Everything other than the water pump is pretty simple, and straight foward. The belt ages is a rather predicatable fashion. The gears are easy enough to inspect. The idlers are like idlers everywhere, and pretty reliable. There is a slight trick to the tensioner because of the way the bolts that holds the tensioner arm on is made. Some of the time, people tighten the bolt in accordance to the thick part, not the skinny part, and promptly break the bolt off.

To be honest, the only other alternative, chains, have their own problems. You've gotta get the tensioner right, make sure it stays lubed, change the chain after so many miles, change the idlers, etc. Basic maintance stuff.

The only thing that the water pump, like all water pumps is completely dependent on a set of seals keeping water out of the bearings. If the seals fail, the bearings will fail very quickly. The seals are in a difficult enviropment, what with trying to seal hot water and glycol on a rapidly spinning shaft. Some fraction of the seals are going to fail prematurely, and thats just a fact of life. The problem is that when the water pump's seals go, it's not a simple process to change it out, and it's highly likely for the water pump to screw up the timeing belt, and cause even worse problems.

I belibe the that if the water pump was driven my a V-belt, or ribed serpintine belt, and accassable w/o haveing to pull the hold front of the engine off, AND with out haveing to deal with 13 or 14 annoyingly thin, lible to get stuck and snap bolts, the 928 would probably have a much better history.
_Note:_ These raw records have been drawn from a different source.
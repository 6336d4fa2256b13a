// Copyright (c) 2026 Christoph Gaffga
// SPDX-License-Identifier: GPL-3.0-only
// https://github.com/cgaffga/phasmcore

//! Baseline JPEG encoder.
//!
//! Converts RGB(A) or grayscale pixels to YCbCr planes, optionally
//! subsamples chroma 4:2:0, runs forward DCT + quantization per block and
//! writes a single interleaved baseline scan with reference or optimized
//! Huffman tables.

use std::io::Write;

use log::debug;
#[cfg(feature = "parallel")]
use rayon::prelude::*;

use super::color::rgb_to_ycbcr;
use super::dct::{DctGrid, QuantTable};
use super::error::{JpegError, Result};
use super::frame::{write_sof0, Component, FrameInfo};
use super::huffman::{build_optimal_spec, HuffmanEncodeTable};
use super::marker::{self, ScanHeader, ScanSelector, SosParams};
use super::metadata::{write_exif, write_icc, write_jfif, Density};
use super::scan::{count_symbols, encode_scan, ScanComponent};
use super::tables::{standard_specs, write_dht, write_dqt, HuffmanSpec};
use super::transform::fdct_quantize;
use crate::image::{Image, PixelFormat};

/// Chroma resolution of colour output.
#[derive(Debug, Clone, Copy, PartialEq, Eq, Default)]
pub enum ChromaSubsampling {
    /// Full-resolution chroma.
    Yuv444,
    /// Chroma halved in both directions.
    #[default]
    Yuv420,
}

/// Encoder settings.
#[derive(Debug, Clone, PartialEq, Eq)]
pub struct EncoderConfig {
    /// 1 (worst) to 100 (best).
    pub quality: u8,
    pub subsampling: ChromaSubsampling,
    /// Build per-image Huffman tables in a second pass.
    pub optimize_huffman: bool,
    /// MCUs between restart markers, 0 for none.
    pub restart_interval: u16,
    /// JFIF density. `None` writes a 1:1 aspect ratio.
    pub density: Option<Density>,
    pub exif: Option<Vec<u8>>,
    pub icc_profile: Option<Vec<u8>>,
}

impl Default for EncoderConfig {
    fn default() -> Self {
        Self {
            quality: 75,
            subsampling: ChromaSubsampling::default(),
            optimize_huffman: false,
            restart_interval: 0,
            density: None,
            exif: None,
            icc_profile: None,
        }
    }
}

impl EncoderConfig {
    /// Set quality, clamped to 1–100.
    pub fn with_quality(mut self, quality: u8) -> Self {
        self.quality = quality.clamp(1, 100);
        self
    }

    pub fn with_subsampling(mut self, subsampling: ChromaSubsampling) -> Self {
        self.subsampling = subsampling;
        self
    }

    pub fn with_optimize_huffman(mut self, optimize: bool) -> Self {
        self.optimize_huffman = optimize;
        self
    }

    pub fn with_restart_interval(mut self, interval: u16) -> Self {
        self.restart_interval = interval;
        self
    }

    pub fn with_density(mut self, density: Density) -> Self {
        self.density = Some(density);
        self
    }

    pub fn with_exif(mut self, exif: Vec<u8>) -> Self {
        self.exif = Some(exif);
        self
    }

    pub fn with_icc_profile(mut self, profile: Vec<u8>) -> Self {
        self.icc_profile = Some(profile);
        self
    }
}

/// Baseline JPEG encoder.
#[derive(Debug, Clone, Default)]
pub struct JpegEncoder {
    config: EncoderConfig,
}

impl JpegEncoder {
    pub fn new(config: EncoderConfig) -> Self {
        Self { config }
    }

    pub fn config(&self) -> &EncoderConfig {
        &self.config
    }

    /// Encode `image` and write the JPEG stream to `writer`.
    pub fn encode<W: Write>(&self, image: &Image, mut writer: W) -> Result<()> {
        let bytes = self.encode_to_vec(image)?;
        writer.write_all(&bytes)?;
        writer.flush()?;
        Ok(())
    }

    /// Encode `image` to an in-memory JPEG stream.
    pub fn encode_to_vec(&self, image: &Image) -> Result<Vec<u8>> {
        let (width, height) = (image.width, image.height);
        if width == 0 || height == 0 || width >= 65535 || height >= 65535 {
            return Err(JpegError::InvalidDimensions { width, height });
        }
        image.check_buffer()?;
        let cfg = &self.config;
        let quality = cfg.quality.clamp(1, 100);
        let grayscale = image.format == PixelFormat::Gray8;

        let components = if grayscale {
            vec![Component::new(1, 1, 1, 0)]
        } else {
            let luma = match cfg.subsampling {
                ChromaSubsampling::Yuv444 => 1,
                ChromaSubsampling::Yuv420 => 2,
            };
            vec![
                Component::new(1, luma, luma, 0),
                Component::new(2, 1, 1, 1),
                Component::new(3, 1, 1, 1),
            ]
        };
        let frame = FrameInfo::new(width as u16, height as u16, components, false)?;
        debug!(
            "encoding {width}x{height}, {} components, quality {quality}, {} MCUs",
            frame.components.len(),
            frame.mcus_wide as usize * frame.mcus_tall as usize
        );

        let quant = [QuantTable::luminance(quality), QuantTable::chrominance(quality)];
        let grids: Vec<DctGrid> = sample_planes(image, &frame)
            .iter()
            .zip(&frame.components)
            .map(|(plane, comp)| forward_transform(plane, &quant[comp.quant_table_id as usize]))
            .collect();

        let scan_components: Vec<ScanComponent> = (0..frame.components.len())
            .map(|i| {
                let table = usize::from(i > 0);
                ScanComponent {
                    comp_idx: i,
                    dc_table: table,
                    ac_table: table,
                }
            })
            .collect();
        let num_tables = if grayscale { 1 } else { 2 };

        let specs: Vec<HuffmanSpec> = if cfg.optimize_huffman {
            let counts = count_symbols(&frame, &scan_components, &grids, cfg.restart_interval)?;
            (0..num_tables)
                .flat_map(|id| {
                    [
                        build_optimal_spec(0, id as u8, &counts.dc[id]),
                        build_optimal_spec(1, id as u8, &counts.ac[id]),
                    ]
                })
                .collect()
        } else {
            standard_specs().into_iter().take(num_tables * 2).collect()
        };
        let table_for = |class: u8, id: usize| {
            specs
                .iter()
                .find(|s| s.class == class && s.id as usize == id)
                .map(HuffmanEncodeTable::from_spec)
                .ok_or(JpegError::MissingHuffmanTable {
                    class: if class == 0 { "DC" } else { "AC" },
                    id: id as u8,
                })
        };
        let dc_tables = (0..num_tables).map(|id| table_for(0, id)).collect::<Result<Vec<_>>>()?;
        let ac_tables = (0..num_tables).map(|id| table_for(1, id)).collect::<Result<Vec<_>>>()?;

        let entropy = encode_scan(
            &frame,
            &scan_components,
            &grids,
            &dc_tables,
            &ac_tables,
            cfg.restart_interval,
        )?;

        let mut out = Vec::with_capacity(entropy.len() + 1024);
        out.extend_from_slice(&[0xFF, marker::SOI]);
        out.extend_from_slice(&write_jfif(&cfg.density.unwrap_or_default()));
        if let Some(exif) = &cfg.exif {
            out.extend_from_slice(&write_exif(exif)?);
        }
        if let Some(icc) = &cfg.icc_profile {
            out.extend_from_slice(&write_icc(icc)?);
        }
        let dqt: Vec<(u8, &QuantTable)> = quant.iter().enumerate().take(num_tables).map(|(i, q)| (i as u8, q)).collect();
        out.extend_from_slice(&write_dqt(&dqt));
        out.extend_from_slice(&write_sof0(&frame));
        out.extend_from_slice(&write_dht(&specs));
        if cfg.restart_interval > 0 {
            out.extend_from_slice(&marker::write_dri(cfg.restart_interval));
        }
        let header = ScanHeader {
            selectors: frame
                .components
                .iter()
                .zip(&scan_components)
                .map(|(comp, sc)| ScanSelector {
                    component_id: comp.id,
                    dc_table: sc.dc_table as u8,
                    ac_table: sc.ac_table as u8,
                })
                .collect(),
            params: SosParams::SEQUENTIAL,
        };
        out.extend_from_slice(&marker::write_sos(&header));
        out.extend_from_slice(&entropy);
        out.extend_from_slice(&[0xFF, marker::EOI]);
        debug!("encoded {} bytes ({} entropy-coded)", out.len(), entropy.len());
        Ok(out)
    }
}

/// Samples of one component, padded to whole MCUs.
struct Plane {
    data: Vec<u8>,
    stride: usize,
}

/// Convert pixels to component planes. Pixels beyond the image edge
/// replicate the last column and row.
fn sample_planes(image: &Image, frame: &FrameInfo) -> Vec<Plane> {
    let pw = frame.mcus_wide as usize * frame.mcu_width as usize;
    let ph = frame.mcus_tall as usize * frame.mcu_height as usize;
    let (w, h) = (image.width as usize, image.height as usize);
    let bpp = image.bytes_per_pixel();

    if image.format == PixelFormat::Gray8 {
        let mut data = vec![0u8; pw * ph];
        for (y, row) in data.chunks_exact_mut(pw).enumerate() {
            let src = image.row(y.min(h - 1) as u32);
            for (x, v) in row.iter_mut().enumerate() {
                *v = src[x.min(w - 1)];
            }
        }
        return vec![Plane { data, stride: pw }];
    }

    let mut ycc = vec![0u8; pw * ph * 3];
    let convert = |(y, row): (usize, &mut [u8])| {
        let src = image.row(y.min(h - 1) as u32);
        for (x, out) in row.chunks_exact_mut(3).enumerate() {
            let p = &src[x.min(w - 1) * bpp..];
            out.copy_from_slice(&rgb_to_ycbcr(p[0], p[1], p[2]));
        }
    };
    #[cfg(feature = "parallel")]
    ycc.par_chunks_mut(pw * 3).enumerate().for_each(convert);
    #[cfg(not(feature = "parallel"))]
    ycc.chunks_mut(pw * 3).enumerate().for_each(convert);

    let (rx, ry) = frame.subsampling_ratio(1);
    (0..3)
        .map(|c| {
            if c == 0 || (rx, ry) == (1, 1) {
                let data = ycc.iter().skip(c).step_by(3).copied().collect();
                Plane { data, stride: pw }
            } else {
                downsample(&ycc, c, pw, ph, rx, ry)
            }
        })
        .collect()
}

/// Box-filter one channel of interleaved YCbCr by (rx, ry).
fn downsample(ycc: &[u8], channel: usize, pw: usize, ph: usize, rx: usize, ry: usize) -> Plane {
    let (cw, ch) = (pw / rx, ph / ry);
    let area = (rx * ry) as u32;
    let mut data = vec![0u8; cw * ch];
    for (cy, row) in data.chunks_exact_mut(cw).enumerate() {
        for (cx, v) in row.iter_mut().enumerate() {
            let mut sum = 0u32;
            for dy in 0..ry {
                for dx in 0..rx {
                    sum += ycc[((cy * ry + dy) * pw + cx * rx + dx) * 3 + channel] as u32;
                }
            }
            *v = ((sum + area / 2) / area) as u8;
        }
    }
    Plane { data, stride: cw }
}

/// Forward DCT + quantization of every block of a plane.
fn forward_transform(plane: &Plane, qt: &QuantTable) -> DctGrid {
    let bw = plane.stride / 8;
    let bt = plane.data.len() / plane.stride / 8;
    let mut grid = DctGrid::new(bw, bt);

    let process_block = |(i, block): (usize, &mut [i16])| {
        let (br, bc) = (i / bw, i % bw);
        let mut samples = [0u8; 64];
        for (y, dst) in samples.chunks_exact_mut(8).enumerate() {
            let start = (br * 8 + y) * plane.stride + bc * 8;
            dst.copy_from_slice(&plane.data[start..start + 8]);
        }
        block.copy_from_slice(&fdct_quantize(&samples, &qt.values));
    };

    #[cfg(feature = "parallel")]
    grid.coeffs_mut().par_chunks_mut(64).enumerate().for_each(process_block);
    #[cfg(not(feature = "parallel"))]
    grid.coeffs_mut().chunks_mut(64).enumerate().for_each(process_block);
    grid
}

#[cfg(test)]
mod tests {
    use super::*;

    #[test]
    fn quality_is_clamped() {
        assert_eq!(EncoderConfig::default().with_quality(0).quality, 1);
        assert_eq!(EncoderConfig::default().with_quality(200).quality, 100);
    }

    #[test]
    fn rejects_bad_dimensions() {
        let enc = JpegEncoder::default();
        let img = Image::new(0, 4, PixelFormat::Rgb8, Vec::new()).unwrap();
        assert!(matches!(
            enc.encode_to_vec(&img),
            Err(JpegError::InvalidDimensions { width: 0, height: 4 })
        ));
        let img = Image::new(65535, 1, PixelFormat::Gray8, vec![0; 65535]).unwrap();
        assert!(matches!(enc.encode_to_vec(&img), Err(JpegError::InvalidDimensions { .. })));
    }

    #[test]
    fn rejects_short_buffer() {
        // Fields set directly, bypassing Image::new
        let img = Image {
            width: 16,
            height: 16,
            format: PixelFormat::Rgb8,
            data: vec![0; 10],
        };
        assert!(matches!(
            JpegEncoder::default().encode_to_vec(&img),
            Err(JpegError::BufferSize { expected: 768, actual: 10 })
        ));
    }

    #[test]
    fn edge_replication() {
        // 3x2 grey image: padding repeats the last column/row
        let img = Image::new(3, 2, PixelFormat::Gray8, vec![10, 20, 30, 40, 50, 60]).unwrap();
        let frame = FrameInfo::new(3, 2, vec![Component::new(1, 1, 1, 0)], false).unwrap();
        let planes = sample_planes(&img, &frame);
        assert_eq!(planes.len(), 1);
        let p = &planes[0];
        assert_eq!(p.stride, 8);
        assert_eq!(&p.data[..8], &[10, 20, 30, 30, 30, 30, 30, 30]);
        assert_eq!(&p.data[8..16], &[40, 50, 60, 60, 60, 60, 60, 60]);
        assert_eq!(&p.data[7 * 8..], &[40, 50, 60, 60, 60, 60, 60, 60]);
    }

    #[test]
    fn chroma_is_averaged_420() {
        let ycc: Vec<u8> = (0..4 * 2).flat_map(|i| [0u8, i as u8 * 10, 0]).collect();
        // 4x2 plane, channel 1 holds 0,10,20,30 / 40,50,60,70
        let plane = downsample(&ycc, 1, 4, 2, 2, 2);
        assert_eq!(plane.stride, 2);
        // (0+10+40+50)/4 = 25, (20+30+60+70)/4 = 45
        assert_eq!(plane.data, vec![25, 45]);
    }

    #[test]
    fn segment_order() {
        let img = Image::new(8, 8, PixelFormat::Rgb8, vec![90; 192]).unwrap();
        let cfg = EncoderConfig::default()
            .with_exif(b"II*\0".to_vec())
            .with_icc_profile(vec![1, 2, 3])
            .with_restart_interval(1);
        let bytes = JpegEncoder::new(cfg).encode_to_vec(&img).unwrap();

        let mut reader = marker::SegmentReader::new(&bytes);
        reader.expect_soi().unwrap();
        let mut order = Vec::new();
        while let Some(m) = reader.next_marker() {
            order.push(m);
            if m == marker::SOS || m == marker::EOI {
                break;
            }
            reader.read_segment().unwrap();
        }
        assert_eq!(
            order,
            vec![
                marker::APP0,
                marker::APP1,
                marker::APP2,
                marker::DQT,
                marker::SOF0,
                marker::DHT,
                marker::DRI,
                marker::SOS
            ]
        );
        assert_eq!(&bytes[bytes.len() - 2..], &[0xFF, marker::EOI]);
    }
}
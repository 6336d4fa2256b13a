// Copyright (c) 2026 Christoph Gaffga
// SPDX-License-Identifier: GPL-3.0-only
// https://github.com/cgaffga/phasmcore

//! Error types for JPEG decoding and encoding.
//!
//! Every failure is one of three kinds (see [`ErrorKind`]): a malformed
//! stream, a valid but unsupported coding process, or an I/O failure from
//! the caller's reader/writer.

use thiserror::Error;

/// Broad category of a [`JpegError`].
#[derive(Debug, Clone, Copy, PartialEq, Eq)]
pub enum ErrorKind {
    /// The byte stream violates the JPEG grammar.
    Format,
    /// The stream is well formed but uses a feature this codec does not implement.
    Unsupported,
    /// The underlying reader or writer failed.
    Io,
}

/// Errors that can occur during JPEG decoding or encoding.
#[derive(Error, Debug)]
pub enum JpegError {
    /// Missing SOI (0xFFD8) at start of data.
    #[error("missing SOI marker (not a JPEG)")]
    NotAJpeg,
    /// Input ended inside a marker segment.
    #[error("unexpected end of JPEG data")]
    UnexpectedEof,
    /// A marker segment has invalid or inconsistent length/content.
    #[error("invalid marker segment: {0}")]
    InvalidSegment(&'static str),
    /// A marker that may not appear at this point of the stream.
    #[error("unknown or misplaced marker: 0xFF{0:02X}")]
    UnknownMarker(u8),
    /// Four-component frame without an Adobe APP14 segment.
    #[error("unknown color model: 4-component JPEG without Adobe marker")]
    UnknownColorModel,
    /// A restart marker was expected in the entropy-coded data but not found.
    #[error("missing restart marker")]
    MissingRestartMarker,
    /// Huffman decode error (invalid code encountered in scan data).
    #[error("Huffman decode error")]
    HuffmanDecode,
    /// A scan references a Huffman table that was never defined.
    #[error("scan references undefined {class} Huffman table {id}")]
    MissingHuffmanTable { class: &'static str, id: u8 },
    /// A component references a quantization table that was never defined.
    #[error("component references undefined quantization table {0}")]
    MissingQuantTable(u8),
    /// Component ID referenced in SOS not found in SOF.
    #[error("unknown component ID in SOS: {0}")]
    UnknownComponentId(u8),
    /// SOS encountered before any SOF.
    #[error("scan before frame header")]
    MissingFrame,
    /// EOI reached without any scan.
    #[error("no scan data in image")]
    MissingScan,
    /// Image dimensions are zero or out of range.
    #[error("invalid image dimensions {width}x{height}")]
    InvalidDimensions { width: u32, height: u32 },
    /// Image exceeds the configured pixel limit.
    #[error("image of {pixels} pixels exceeds limit of {limit}")]
    ImageTooLarge { pixels: u64, limit: u64 },
    /// A metadata blob does not fit into its APP segments.
    #[error("metadata block of {0} bytes is too large")]
    MetadataTooLarge(usize),
    /// Pixel buffer length does not match its declared geometry.
    #[error("pixel buffer holds {actual} bytes, expected {expected}")]
    BufferSize { expected: usize, actual: usize },
    /// Sample precision other than 8 bits.
    #[error("unsupported sample precision: {0}-bit")]
    UnsupportedPrecision(u8),
    /// Lossless, hierarchical or arithmetic-coded frame (SOF3, SOF5–SOF15).
    #[error("unsupported coding process: SOF marker 0xFF{0:02X}")]
    UnsupportedProcess(u8),
    /// Marker for a feature outside baseline/progressive Huffman coding
    /// (DAC, DNL, hierarchical or extension markers).
    #[error("unsupported marker: 0xFF{0:02X}")]
    UnsupportedMarker(u8),
    /// Failure of the underlying reader or writer.
    #[error("I/O error: {0}")]
    Io(#[from] std::io::Error),
}

impl JpegError {
    /// Category of this error.
    pub fn kind(&self) -> ErrorKind {
        match self {
            Self::UnsupportedPrecision(_) | Self::UnsupportedProcess(_) | Self::UnsupportedMarker(_) => {
                ErrorKind::Unsupported
            }
            Self::Io(_) => ErrorKind::Io,
            _ => ErrorKind::Format,
        }
    }

    /// True for malformed-stream errors.
    pub fn is_format(&self) -> bool {
        self.kind() == ErrorKind::Format
    }
}

pub type Result<T> = std::result::Result<T, JpegError>;

#[cfg(test)]
mod tests {
    use super::*;

    #[test]
    fn kinds() {
        assert_eq!(JpegError::InvalidSegment("Bad Pq value").kind(), ErrorKind::Format);
        assert_eq!(JpegError::UnknownColorModel.kind(), ErrorKind::Format);
        assert_eq!(JpegError::UnsupportedPrecision(12).kind(), ErrorKind::Unsupported);
        assert_eq!(JpegError::UnsupportedProcess(0xC3).kind(), ErrorKind::Unsupported);
        let io = std::io::Error::new(std::io::ErrorKind::BrokenPipe, "closed");
        assert_eq!(JpegError::from(io).kind(), ErrorKind::Io);
    }

    #[test]
    fn messages() {
        let e = JpegError::InvalidSegment("Bad Pq value");
        assert!(e.to_string().contains("Bad Pq value"));
        assert_eq!(
            JpegError::UnknownMarker(0x01).to_string(),
            "unknown or misplaced marker: 0xFF01"
        );
    }
}
//! Error types for the reduction pipeline.

use std::fmt;

/// Result type alias for reduction operations.
pub type Result<T> = std::result::Result<T, ReduceError>;

/// Main error type for the reduction pipeline.
#[derive(Debug)]
pub enum ReduceError {
    /// Invalid or inconsistent configuration, reported before any output is written.
    Config(String),
    /// Wrapped `std::io::Error`
    Io(std::io::Error),
    /// Malformed or incomplete COCO JSON.
    Json(serde_json::Error),
    /// Image could not be opened or decoded.
    Image(String),
    /// Feature not compiled in.
    FeatureNotEnabled(String),
}

impl fmt::Display for ReduceError {
    fn fmt(&self, f: &mut fmt::Formatter<'_>) -> fmt::Result {
        match self {
            Self::Config(msg) => write!(f, "Config error: {msg}"),
            Self::Io(err) => write!(f, "IO error: {err}"),
            Self::Json(err) => write!(f, "JSON error: {err}"),
            Self::Image(msg) => write!(f, "Image error: {msg}"),
            Self::FeatureNotEnabled(msg) => write!(f, "Feature not enabled: {msg}"),
        }
    }
}

impl std::error::Error for ReduceError {
    fn source(&self) -> Option<&(dyn std::error::Error + 'static)> {
        match self {
            Self::Io(err) => Some(err),
            Self::Json(err) => Some(err),
            _ => None,
        }
    }
}

impl From<std::io::Error> for ReduceError {
    fn from(err: std::io::Error) -> Self {
        Self::Io(err)
    }
}

impl From<serde_json::Error> for ReduceError {
    fn from(err: serde_json::Error) -> Self {
        Self::Json(err)
    }
}

#[cfg(feature = "laplacian")]
impl From<image::ImageError> for ReduceError {
    fn from(err: image::ImageError) -> Self {
        Self::Image(err.to_string())
    }
}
I've often asked myself why did Porsche decide to place the water pump where it is. To my way of thinking, I would have placed the tensioner where the water pump is currently, and had the water pump as part of the coolent mannafold that holds the thermostate. I should be able to change the timeing belt w/o pulling the water pump, as well as change the water pump w/o changeing the timeing belt. I would drive the water pump off of the smog/fan belt. The smog/fan belt would have to be changed to a ribed type similer to whats on the alt.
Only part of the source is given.